## Exercise
Below is some data. Retype exactly the lines starting at the one with "pub mod config;" and ending at the one with "#[derive(Default)]".

***** Task material *****

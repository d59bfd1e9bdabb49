//! Club financials SDK for Rust.
//!
//! Stores per-club, per-season financial records in an in-process DuckDB
//! database and derives year-over-year and CAGR revenue metrics for charts and
//! tables. A small pattern-matching resolver answers single-fact questions
//! such as "What was Arsenal's revenue in 2022?".
//!
//! # Quick start
//!
//! ```no_run
//! use clubfin_sdk::ClubfinSdk;
//!
//! let sdk = ClubfinSdk::builder().data_dir("./data").build().unwrap();
//!
//! // Year-ordered series with YoY annotations
//! let club = sdk.clubs().find_by_name("arsenal").unwrap().unwrap();
//! let series = sdk.metrics().time_series(club.id).unwrap();
//!
//! // Ask a question, answer in euros
//! let answer = sdk.ask("What was Arsenal's revenue in 2022?", Some("EUR")).unwrap();
//! println!("{}", answer.text);
//! ```

#[cfg(feature = "async")]
pub mod async_client;
pub mod config;
pub mod connection;
pub mod currency;
pub mod error;
pub mod models;
pub mod numeric;
pub mod queries;
pub mod resolver;
pub mod seed;
pub mod sql_builder;
pub mod timeseries;

#[cfg(feature = "async")]
pub use async_client::AsyncClubfinSdk;
pub use connection::Connection;
pub use currency::{CurrencyInfo, CurrencyTable};
pub use error::{ClubfinError, QueryError, Result};
pub use resolver::{FinancialSource, QueryResolver};
pub use seed::SeedManager;
pub use sql_builder::SqlBuilder;
pub use timeseries::{compute_cagr, compute_cagr_from_metrics, derive_yoy};

use std::collections::HashMap;
use std::fmt;
use std::path::{Path, PathBuf};

use models::Answer;

// ---------------------------------------------------------------------------
// ClubfinSdkBuilder
// ---------------------------------------------------------------------------

/// Builder for configuring and constructing a [`ClubfinSdk`] instance.
#[derive(Default)]
pub struct ClubfinSdkBuilder {
    data_dir: Option<PathBuf>,
    currencies: Option<CurrencyTable>,
}

impl ClubfinSdkBuilder {
    /// Set the directory holding the seed files.
    ///
    /// If not set, the platform data directory is used (e.g.
    /// `~/.local/share/clubfin-sdk` on Linux).
    pub fn data_dir<P: AsRef<Path>>(mut self, path: P) -> Self {
        self.data_dir = Some(path.as_ref().to_path_buf());
        self
    }

    /// Use an explicit currency table instead of loading one.
    pub fn currency_table(mut self, table: CurrencyTable) -> Self {
        self.currencies = Some(table);
        self
    }

    /// Build the SDK.
    ///
    /// The currency table is fixed here: an explicit table wins, then
    /// `currencies.json` from the data directory, then the built-in rates.
    /// Seed tables are loaded lazily on first query.
    pub fn build(self) -> Result<ClubfinSdk> {
        let seeds = SeedManager::new(self.data_dir)?;
        let currencies = match self.currencies {
            Some(table) => table,
            None => match seeds.load_json(config::CURRENCIES_FILE)? {
                Some(doc) => CurrencyTable::from_json(doc)?,
                None => CurrencyTable::default(),
            },
        };
        tracing::debug!(base = currencies.base(), codes = ?currencies.codes(), "currency table ready");

        let conn = Connection::new(seeds)?;
        Ok(ClubfinSdk { conn, currencies })
    }
}

// ---------------------------------------------------------------------------
// ClubfinSdk
// ---------------------------------------------------------------------------

/// The main entry point.
///
/// Owns the DuckDB [`Connection`] and the [`CurrencyTable`], and hands out
/// lightweight borrowing query interfaces.
pub struct ClubfinSdk {
    conn: Connection,
    currencies: CurrencyTable,
}

impl ClubfinSdk {
    /// Create a new builder for configuring the SDK.
    pub fn builder() -> ClubfinSdkBuilder {
        ClubfinSdkBuilder::default()
    }

    /// Build an SDK around an existing connection, e.g. one seeded in tests.
    pub fn from_connection(conn: Connection, currencies: CurrencyTable) -> Self {
        Self { conn, currencies }
    }

    // -- Query accessors ---------------------------------------------------

    /// Access the club query interface.
    pub fn clubs(&self) -> queries::ClubQuery<'_> {
        queries::ClubQuery::new(&self.conn)
    }

    /// Access the raw financial record interface.
    pub fn financials(&self) -> queries::FinancialQuery<'_> {
        queries::FinancialQuery::new(&self.conn)
    }

    /// Access derived YoY/CAGR metrics.
    pub fn metrics(&self) -> queries::MetricsQuery<'_> {
        queries::MetricsQuery::new(&self.conn, &self.currencies)
    }

    /// Access the question resolver.
    pub fn resolver(&self) -> QueryResolver<'_, Connection> {
        QueryResolver::new(&self.conn, &self.currencies)
    }

    /// Answer a single-fact revenue question.
    ///
    /// Shorthand for `self.resolver().answer_question(question, currency)`.
    pub fn ask(&self, question: &str, currency: Option<&str>) -> Result<Answer> {
        self.resolver().answer_question(question, currency)
    }

    // -- Metadata and utility methods --------------------------------------

    /// The currency table in use.
    pub fn currencies(&self) -> &CurrencyTable {
        &self.currencies
    }

    /// Return the names of registered tables.
    pub fn tables(&self) -> Vec<String> {
        self.conn.tables()
    }

    /// Execute a raw SQL query with `?` positional placeholders.
    pub fn sql(
        &self,
        query: &str,
        params: &[String],
    ) -> Result<Vec<HashMap<String, serde_json::Value>>> {
        self.conn.execute(query, params)
    }

    /// Forget seed-loaded tables so the next query re-reads the seed files.
    ///
    /// Tables registered directly on the connection stay as they are.
    pub fn reload(&self) {
        self.conn.reset_tables();
        tracing::info!("seed tables reset; seeds will be reloaded on next query");
    }

    /// Return a reference to the underlying [`Connection`].
    pub fn connection(&self) -> &Connection {
        &self.conn
    }
}

// ---------------------------------------------------------------------------
// Display
// ---------------------------------------------------------------------------

impl fmt::Display for ClubfinSdk {
    fn fmt(&self, f: &mut fmt::Formatter<'_>) -> fmt::Result {
        write!(
            f,
            "ClubfinSdk(data_dir={}, tables=[{}], base_currency={})",
            self.conn.seeds.data_dir.display(),
            self.conn.tables().join(", "),
            self.currencies.base()
        )
    }
}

*****

## Answer to this task
pub mod config;
pub mod connection;
pub mod currency;
pub mod error;
pub mod models;
pub mod numeric;
pub mod queries;
pub mod resolver;
pub mod seed;
pub mod sql_builder;
pub mod timeseries;

#[cfg(feature = "async")]
pub use async_client::AsyncClubfinSdk;
pub use connection::Connection;
pub use currency::{CurrencyInfo, CurrencyTable};
pub use error::{ClubfinError, QueryError, Result};
pub use resolver::{FinancialSource, QueryResolver};
pub use seed::SeedManager;
pub use sql_builder::SqlBuilder;
pub use timeseries::{compute_cagr, compute_cagr_from_metrics, derive_yoy};

use std::collections::HashMap;
use std::fmt;
use std::path::{Path, PathBuf};

use models::Answer;

// ---------------------------------------------------------------------------
// ClubfinSdkBuilder
// ---------------------------------------------------------------------------

/// Builder for configuring and constructing a [`ClubfinSdk`] instance.
#[derive(Default)]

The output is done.